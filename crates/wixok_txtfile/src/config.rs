use serde::Deserialize;
use tracing::{debug, instrument};

use wixok_base::{FilePath, PalHandle, ResultExt, WixokError, WixokResult};

/// Settings carried by a [`TxtFile`](crate::TxtFile) accessor.
///
/// Missing keys take their defaults and unknown keys are ignored, so the
/// table can be embedded in a larger application config file.
#[derive(Debug, Clone, Default, PartialEq, Eq, Deserialize)]
#[serde(default)]
pub struct TxtFileConfig {
    /// Print a diagnostic line to stdout for every operation outcome.
    pub debug: bool,
}

impl TxtFileConfig {
    /// Returns the config with the debug flag set to `debug`.
    pub fn with_debug(mut self, debug: bool) -> Self {
        self.debug = debug;
        self
    }
}

/// Parse a TOML document such as `debug = true`.
pub fn parse_config(text: &str) -> WixokResult<TxtFileConfig> {
    toml::from_str(text).map_err(|e| {
        Box::new(
            WixokError::message("Invalid text file configuration")
                .caused_by(WixokError::message(e.message())),
        )
    })
}

/// Load the accessor configuration from a TOML file through the PAL.
#[instrument(skip(pal), fields(path = %path))]
pub fn load_config(pal: &PalHandle, path: &FilePath) -> WixokResult<TxtFileConfig> {
    let text = pal
        .read_file_to_string(path)
        .with_context(|| format!("Failed to read config file '{}'", path))?;
    let config = parse_config(&text).with_context(|| format!("In config file '{}'", path))?;
    debug!(debug = config.debug, "loaded text file configuration");
    Ok(config)
}
use std::fmt;
use std::io::{self, Write};
use std::sync::{Arc, Mutex, PoisonError};

use tracing::debug;
use wixok_base::{FilePath, WixokError};

use crate::failure::FailureKind;
use crate::txtfile::ClearOutcome;

/// The four text file operations, as named in diagnostics.
#[derive(Debug, Clone, Copy, PartialEq, Eq)]
pub enum Operation {
    Load,
    LoadLines,
    AddLine,
    Clear,
}

impl Operation {
    fn permission_activity(self) -> &'static str {
        match self {
            Self::Load | Self::LoadLines => "reading file",
            Self::AddLine => "writing to file",
            Self::Clear => "clearing file",
        }
    }

    fn unexpected_activity(self) -> &'static str {
        match self {
            Self::Load => "loading file",
            Self::LoadLines => "reading file",
            Self::AddLine => "adding text to file",
            Self::Clear => "clearing file",
        }
    }
}

/// Human-readable description of a failed operation.
pub fn failure_message(operation: Operation, path: &FilePath, error: &WixokError) -> String {
    match FailureKind::of(error) {
        FailureKind::NotFound => format!("Error: File '{}' not found.", path),
        FailureKind::PermissionDenied => format!(
            "Error: Permission denied while {} '{}'.",
            operation.permission_activity(),
            path
        ),
        FailureKind::DecodeError => format!(
            "Error: File '{}' contains invalid or non-text characters.",
            path
        ),
        FailureKind::IsADirectory => format!("Error: '{}' is a directory, not a file.", path),
        FailureKind::Other => format!(
            "Unexpected error while {} '{}': {}",
            operation.unexpected_activity(),
            path,
            error
        ),
    }
}

/// Description of a successful `add_line`.
pub fn added_message(path: &FilePath) -> String {
    format!("Text added successfully to '{}'.", path)
}

/// Description of a successful `clear`.
pub fn cleared_message(path: &FilePath, outcome: ClearOutcome) -> String {
    match outcome {
        ClearOutcome::Cleared => format!("File '{}' cleared successfully.", path),
        ClearOutcome::Created => format!("File '{}' created and cleared successfully.", path),
    }
}

/// Destination of the diagnostic lines printed in debug mode.
///
/// Clones share the same writer. The default writes to stdout.
#[derive(Clone)]
pub struct DiagnosticOutput(Arc<Mutex<dyn Write + Send>>);

impl DiagnosticOutput {
    pub fn new(writer: impl Write + Send + 'static) -> Self {
        Self(Arc::new(Mutex::new(writer)))
    }

    pub fn stdout() -> Self {
        Self::new(io::stdout())
    }

    /// Writes `message` followed by a newline. Write errors are logged, not returned.
    pub fn write_line(&self, message: &str) {
        let mut writer = self.0.lock().unwrap_or_else(PoisonError::into_inner);
        let result = writeln!(writer, "{}", message);
        if let Err(e) = result.and_then(|()| writer.flush()) {
            debug!(error = %e, "failed to write diagnostic");
        }
    }
}

impl Default for DiagnosticOutput {
    fn default() -> Self {
        Self::stdout()
    }
}

impl fmt::Debug for DiagnosticOutput {
    fn fmt(&self, f: &mut fmt::Formatter<'_>) -> fmt::Result {
        f.write_str("DiagnosticOutput")
    }
}
use std::fmt;
use std::io;

use wixok_base::{ErrorKind, WixokError};

/// Category of a failed text file operation.
#[derive(Debug, Clone, Copy, PartialEq, Eq, Hash)]
pub enum FailureKind {
    /// The file (or a parent directory) does not exist.
    NotFound,
    /// The operating system refused access, or the file exists without write permission.
    PermissionDenied,
    /// The file contents are not valid UTF-8.
    DecodeError,
    /// The path names a directory.
    IsADirectory,
    /// Anything else.
    Other,
}

impl FailureKind {
    /// Classifies an error returned by a strict `TxtFile` operation.
    pub fn of(error: &WixokError) -> Self {
        match error.kind() {
            ErrorKind::FileError { source, .. } => match source.kind() {
                io::ErrorKind::NotFound => Self::NotFound,
                io::ErrorKind::PermissionDenied => Self::PermissionDenied,
                io::ErrorKind::IsADirectory => Self::IsADirectory,
                _ => Self::Other,
            },
            ErrorKind::InvalidUtf8 { .. } => Self::DecodeError,
            ErrorKind::Message { .. } => Self::Other,
        }
    }
}

impl fmt::Display for FailureKind {
    fn fmt(&self, f: &mut fmt::Formatter<'_>) -> fmt::Result {
        let name = match self {
            Self::NotFound => "not found",
            Self::PermissionDenied => "permission denied",
            Self::DecodeError => "decode error",
            Self::IsADirectory => "is a directory",
            Self::Other => "other",
        };
        f.write_str(name)
    }
}

#[cfg(test)]
mod tests {
    use super::*;

    fn io_failure(kind: io::ErrorKind) -> WixokError {
        WixokError::file_error("notes.txt", io::Error::new(kind, "boom"))
    }

    #[test]
    fn test_classifies_io_errors() {
        assert_eq!(
            FailureKind::of(&io_failure(io::ErrorKind::NotFound)),
            FailureKind::NotFound
        );
        assert_eq!(
            FailureKind::of(&io_failure(io::ErrorKind::PermissionDenied)),
            FailureKind::PermissionDenied
        );
        assert_eq!(
            FailureKind::of(&io_failure(io::ErrorKind::IsADirectory)),
            FailureKind::IsADirectory
        );
        assert_eq!(
            FailureKind::of(&io_failure(io::ErrorKind::WriteZero)),
            FailureKind::Other
        );
    }

    #[test]
    fn test_classifies_decode_and_message_errors() {
        let decode = WixokError::new(ErrorKind::InvalidUtf8 {
            path: "bad.txt".into(),
            source: String::from_utf8(vec![0xFF]).unwrap_err(),
        });
        assert_eq!(FailureKind::of(&decode), FailureKind::DecodeError);
        assert_eq!(
            FailureKind::of(&WixokError::message("odd")),
            FailureKind::Other
        );
    }

    #[test]
    fn test_context_does_not_change_classification() {
        let error = io_failure(io::ErrorKind::NotFound).context("loading 'notes.txt'");
        assert_eq!(FailureKind::of(&error), FailureKind::NotFound);
    }

    #[test]
    fn test_display() {
        assert_eq!(FailureKind::IsADirectory.to_string(), "is a directory");
        assert_eq!(FailureKind::DecodeError.to_string(), "decode error");
    }
}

WHAT IS NEEDED = Return every line above in which the string "PalHandle" occurs.

ANSWER FOR THIS EXERCISE =
use wixok_base::{FilePath, PalHandle, ResultExt, WixokError, WixokResult};
pub fn load_config(pal: &PalHandle, path: &FilePath) -> WixokResult<TxtFileConfig> {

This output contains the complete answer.